Exercise objective.
The output should be the line containing "let json = serde_json::to_string(&version).unwrap();" and every later line of the records, exactly as written, and nothing else.

Stored data.
=== Section Start ===
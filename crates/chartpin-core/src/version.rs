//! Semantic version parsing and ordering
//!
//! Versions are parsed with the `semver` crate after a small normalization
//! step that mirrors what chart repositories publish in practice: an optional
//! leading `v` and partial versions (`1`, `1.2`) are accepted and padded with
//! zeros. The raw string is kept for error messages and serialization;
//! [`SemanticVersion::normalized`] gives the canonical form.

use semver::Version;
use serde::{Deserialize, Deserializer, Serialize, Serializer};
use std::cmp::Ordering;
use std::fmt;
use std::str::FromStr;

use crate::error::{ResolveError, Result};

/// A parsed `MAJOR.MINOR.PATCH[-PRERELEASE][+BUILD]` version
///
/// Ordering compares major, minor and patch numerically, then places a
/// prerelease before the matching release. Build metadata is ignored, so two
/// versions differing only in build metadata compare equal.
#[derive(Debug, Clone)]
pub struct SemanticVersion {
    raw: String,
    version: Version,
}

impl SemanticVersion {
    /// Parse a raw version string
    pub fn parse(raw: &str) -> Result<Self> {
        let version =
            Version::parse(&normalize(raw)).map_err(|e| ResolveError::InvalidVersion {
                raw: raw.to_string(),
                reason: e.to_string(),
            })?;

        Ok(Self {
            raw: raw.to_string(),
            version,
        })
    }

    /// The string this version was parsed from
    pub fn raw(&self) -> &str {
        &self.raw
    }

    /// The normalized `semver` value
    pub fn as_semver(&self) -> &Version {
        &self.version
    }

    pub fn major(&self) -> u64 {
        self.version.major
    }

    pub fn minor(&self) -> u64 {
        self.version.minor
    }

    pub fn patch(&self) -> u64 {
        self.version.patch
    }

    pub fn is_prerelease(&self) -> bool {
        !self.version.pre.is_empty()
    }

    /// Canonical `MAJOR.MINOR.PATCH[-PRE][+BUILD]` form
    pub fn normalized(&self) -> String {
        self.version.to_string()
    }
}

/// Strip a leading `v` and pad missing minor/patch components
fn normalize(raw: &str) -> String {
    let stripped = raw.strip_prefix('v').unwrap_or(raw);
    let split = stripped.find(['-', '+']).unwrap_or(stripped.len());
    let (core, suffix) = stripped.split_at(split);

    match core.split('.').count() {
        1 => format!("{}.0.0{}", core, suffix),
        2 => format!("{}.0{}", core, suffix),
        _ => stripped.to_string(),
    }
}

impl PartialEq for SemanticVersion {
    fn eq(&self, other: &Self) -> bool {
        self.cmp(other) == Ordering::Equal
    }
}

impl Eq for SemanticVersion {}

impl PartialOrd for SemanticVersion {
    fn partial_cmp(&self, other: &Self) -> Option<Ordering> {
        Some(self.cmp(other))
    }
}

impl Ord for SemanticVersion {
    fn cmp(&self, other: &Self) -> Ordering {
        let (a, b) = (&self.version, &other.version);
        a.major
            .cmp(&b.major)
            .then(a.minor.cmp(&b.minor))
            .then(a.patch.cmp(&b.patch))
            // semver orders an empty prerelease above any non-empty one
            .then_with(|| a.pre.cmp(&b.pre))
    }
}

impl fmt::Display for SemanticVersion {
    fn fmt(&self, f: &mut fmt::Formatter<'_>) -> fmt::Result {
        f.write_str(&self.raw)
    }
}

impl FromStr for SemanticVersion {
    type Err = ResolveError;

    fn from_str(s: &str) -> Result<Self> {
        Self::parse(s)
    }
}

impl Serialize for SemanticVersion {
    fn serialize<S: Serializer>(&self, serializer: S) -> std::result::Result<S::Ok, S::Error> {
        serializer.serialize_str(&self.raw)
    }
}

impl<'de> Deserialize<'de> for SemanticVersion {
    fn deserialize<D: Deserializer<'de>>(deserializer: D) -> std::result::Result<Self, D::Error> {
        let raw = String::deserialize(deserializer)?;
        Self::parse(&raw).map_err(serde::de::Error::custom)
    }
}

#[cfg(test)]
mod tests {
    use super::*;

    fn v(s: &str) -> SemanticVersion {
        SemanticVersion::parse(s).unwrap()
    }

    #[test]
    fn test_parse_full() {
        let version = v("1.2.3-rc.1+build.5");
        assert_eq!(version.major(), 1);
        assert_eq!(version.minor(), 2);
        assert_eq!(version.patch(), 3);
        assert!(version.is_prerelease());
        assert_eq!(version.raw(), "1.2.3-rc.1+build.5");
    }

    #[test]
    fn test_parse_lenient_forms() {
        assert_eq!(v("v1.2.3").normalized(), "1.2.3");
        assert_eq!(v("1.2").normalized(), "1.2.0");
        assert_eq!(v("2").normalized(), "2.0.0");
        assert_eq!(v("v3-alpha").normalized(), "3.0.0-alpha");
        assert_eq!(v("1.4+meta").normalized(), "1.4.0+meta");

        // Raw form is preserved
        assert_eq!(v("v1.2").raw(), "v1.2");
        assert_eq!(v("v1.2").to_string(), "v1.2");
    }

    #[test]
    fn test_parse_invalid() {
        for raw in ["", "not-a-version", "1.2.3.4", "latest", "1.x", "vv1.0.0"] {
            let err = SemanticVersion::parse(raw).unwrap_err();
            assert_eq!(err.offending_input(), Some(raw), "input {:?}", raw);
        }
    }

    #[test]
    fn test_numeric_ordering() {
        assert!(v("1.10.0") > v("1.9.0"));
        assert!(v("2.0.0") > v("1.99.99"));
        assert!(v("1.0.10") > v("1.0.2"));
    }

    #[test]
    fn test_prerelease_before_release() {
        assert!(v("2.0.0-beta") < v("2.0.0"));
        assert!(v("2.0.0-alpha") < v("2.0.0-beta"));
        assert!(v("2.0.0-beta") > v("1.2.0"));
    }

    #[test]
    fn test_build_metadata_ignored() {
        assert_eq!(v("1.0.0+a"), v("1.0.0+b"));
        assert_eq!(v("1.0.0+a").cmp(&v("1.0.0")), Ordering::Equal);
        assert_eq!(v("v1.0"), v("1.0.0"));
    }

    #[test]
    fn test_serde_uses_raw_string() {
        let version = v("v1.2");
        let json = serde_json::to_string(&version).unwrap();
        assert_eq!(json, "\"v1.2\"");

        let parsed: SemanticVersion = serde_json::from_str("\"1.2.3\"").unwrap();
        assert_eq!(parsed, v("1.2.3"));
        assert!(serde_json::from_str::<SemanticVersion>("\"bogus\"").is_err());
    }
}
=== Section End ===
Answer.
        let json = serde_json::to_string(&version).unwrap();
        assert_eq!(json, "\"v1.2\"");

        let parsed: SemanticVersion = serde_json::from_str("\"1.2.3\"").unwrap();
        assert_eq!(parsed, v("1.2.3"));
        assert!(serde_json::from_str::<SemanticVersion>("\"bogus\"").is_err());
    }
}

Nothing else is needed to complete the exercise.